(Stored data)

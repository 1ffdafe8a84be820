//! HTTP client for talking to snake agents
//!
//! Agents are polled with a per-request deadline. A snake that fails to answer
//! in time, answers with garbage or can't be reached is not an error: it keeps
//! moving in the direction it last chose.

use reqwest::Client;
use std::collections::HashMap;
use std::time::{Duration, Instant};

use crate::client::{MoveResponse, SnakeMetadataResponse, SnakeRequest};
use crate::engine::{Direction, SnakeMove};

/// Result of a move request including timing info
#[derive(Debug, Clone, PartialEq, Eq)]
pub struct MoveResult {
    pub snake_id: String,
    pub direction: Direction,
    pub latency_ms: Option<u64>,
    pub timed_out: bool,
    pub shout: Option<String>,
}

impl MoveResult {
    fn fallback(snake_id: &str, last_direction: Direction, latency_ms: Option<u64>, timed_out: bool) -> Self {
        Self {
            snake_id: snake_id.to_string(),
            direction: last_direction,
            latency_ms,
            timed_out,
            shout: None,
        }
    }

    pub fn to_snake_move(&self) -> SnakeMove {
        SnakeMove::new(self.snake_id.clone(), self.direction)
    }
}

/// One agent to poll: where it lives and what to send it.
#[derive(Debug, Clone)]
pub struct MoveTarget {
    pub url: String,
    pub request: SnakeRequest,
}

fn endpoint(url: &str, path: &str) -> String {
    format!("{}/{}", url.trim_end_matches('/'), path)
}

/// Fetch an agent's metadata from `GET /`.
///
/// Returns the HTTP status alongside the parsed body.
pub async fn request_metadata(
    client: &Client,
    url: &str,
    timeout: Duration,
) -> color_eyre::Result<(u16, SnakeMetadataResponse)> {
    let exchange = async {
        let response = client.get(url).send().await?;
        let status = response.status().as_u16();
        let metadata = response.json::<SnakeMetadataResponse>().await?;
        Ok::<_, reqwest::Error>((status, metadata))
    };

    let (status, metadata) = tokio::time::timeout(timeout, exchange)
        .await
        .map_err(|_| color_eyre::eyre::eyre!("Timed out after {}ms", timeout.as_millis()))??;

    Ok((status, metadata))
}

/// Call a snake's /move endpoint
///
/// On timeout or error, falls back to `last_direction`.
pub async fn request_move(
    client: &Client,
    target: &MoveTarget,
    timeout: Duration,
    last_direction: Direction,
) -> MoveResult {
    let snake_id = target.request.you.id.as_str();
    let move_url = endpoint(&target.url, "move");
    log_request_body(&move_url, &target.request);

    let start = Instant::now();
    let exchange = async {
        let response = client.post(&move_url).json(&target.request).send().await?;
        response.error_for_status()?.json::<MoveResponse>().await
    };
    let result = tokio::time::timeout(timeout, exchange).await;
    let elapsed = start.elapsed().as_millis() as u64;

    match result {
        Ok(Ok(move_response)) => match move_response.direction.parse::<Direction>() {
            Ok(direction) => MoveResult {
                snake_id: snake_id.to_string(),
                direction,
                latency_ms: Some(elapsed),
                timed_out: false,
                shout: move_response.shout,
            },
            Err(e) => {
                tracing::warn!(
                    snake_id = %snake_id,
                    error = %e,
                    fallback = %last_direction,
                    "Snake sent an invalid move, using fallback"
                );
                MoveResult::fallback(snake_id, last_direction, Some(elapsed), false)
            }
        },
        Ok(Err(e)) => {
            tracing::warn!(
                snake_id = %snake_id,
                error = %e,
                fallback = %last_direction,
                "Error calling snake, using fallback"
            );
            MoveResult::fallback(snake_id, last_direction, None, e.is_timeout())
        }
        Err(_) => {
            tracing::warn!(
                snake_id = %snake_id,
                timeout_ms = timeout.as_millis() as u64,
                fallback = %last_direction,
                "Snake timed out, using fallback"
            );
            MoveResult::fallback(snake_id, last_direction, None, true)
        }
    }
}

/// Call /start (fire and forget, no response expected)
pub async fn request_start(client: &Client, target: &MoveTarget, timeout: Duration) {
    notify(client, target, "start", timeout).await;
}

/// Call /end (fire and forget, no response expected)
pub async fn request_end(client: &Client, target: &MoveTarget, timeout: Duration) {
    notify(client, target, "end", timeout).await;
}

async fn notify(client: &Client, target: &MoveTarget, path: &str, timeout: Duration) {
    let snake_id = &target.request.you.id;
    let url = endpoint(&target.url, path);
    log_request_body(&url, &target.request);

    match tokio::time::timeout(timeout, client.post(&url).json(&target.request).send()).await {
        Ok(Ok(_)) => {
            tracing::debug!(snake_id = %snake_id, path, "Notified snake");
        }
        Ok(Err(e)) => {
            tracing::warn!(snake_id = %snake_id, path, error = %e, "Failed to notify snake");
        }
        Err(_) => {
            tracing::warn!(snake_id = %snake_id, path, "Timeout notifying snake");
        }
    }
}

fn log_request_body(url: &str, request: &SnakeRequest) {
    if tracing::enabled!(tracing::Level::DEBUG) {
        match serde_json::to_string(request) {
            Ok(body) => tracing::debug!(%url, %body, "POST"),
            Err(e) => tracing::debug!(%url, error = %e, "POST (unserialisable body)"),
        }
    }
}

fn last_direction_of(last_moves: &HashMap<String, Direction>, target: &MoveTarget) -> Direction {
    last_moves
        .get(&target.request.you.id)
        .copied()
        .unwrap_or(Direction::Up)
}

/// Request moves from every target at once, waiting for all of them.
///
/// Results come back in the order of `targets`.
pub async fn request_moves_parallel(
    client: &Client,
    targets: &[MoveTarget],
    timeout: Duration,
    last_moves: &HashMap<String, Direction>,
) -> Vec<MoveResult> {
    let futures: Vec<_> = targets
        .iter()
        .map(|target| request_move(client, target, timeout, last_direction_of(last_moves, target)))
        .collect();

    futures::future::join_all(futures).await
}

/// Request moves one snake at a time.
pub async fn request_moves_sequential(
    client: &Client,
    targets: &[MoveTarget],
    timeout: Duration,
    last_moves: &HashMap<String, Direction>,
) -> Vec<MoveResult> {
    let mut results = Vec::with_capacity(targets.len());
    for target in targets {
        results.push(request_move(client, target, timeout, last_direction_of(last_moves, target)).await);
    }
    results
}

/// Call /start for all snakes in parallel
pub async fn request_start_parallel(client: &Client, targets: &[MoveTarget], timeout: Duration) {
    let futures: Vec<_> = targets
        .iter()
        .map(|target| request_start(client, target, timeout))
        .collect();

    futures::future::join_all(futures).await;
}

/// Call /end for all snakes in parallel
pub async fn request_end_parallel(client: &Client, targets: &[MoveTarget], timeout: Duration) {
    let futures: Vec<_> = targets
        .iter()
        .map(|target| request_end(client, target, timeout))
        .collect();

    futures::future::join_all(futures).await;
}

#[cfg(test)]
mod tests {
    use super::*;

    #[test]
    fn test_endpoint() {
        assert_eq!(endpoint("http://localhost:8000", "move"), "http://localhost:8000/move");
        assert_eq!(endpoint("http://localhost:8000/", "end"), "http://localhost:8000/end");
        assert_eq!(endpoint("http://host/snake/", "start"), "http://host/snake/start");
    }

    #[test]
    fn test_fallback_move_result() {
        let result = MoveResult::fallback("abc", Direction::Left, None, true);
        assert_eq!(result.direction, Direction::Left);
        assert!(result.timed_out);
        assert_eq!(result.to_snake_move(), SnakeMove::new("abc", Direction::Left));
    }
}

* _WORK INSTRUCTIONS_
Answer with a number only: how many lines above have the word "MoveTarget"?

* _ANSWER SPACE_
10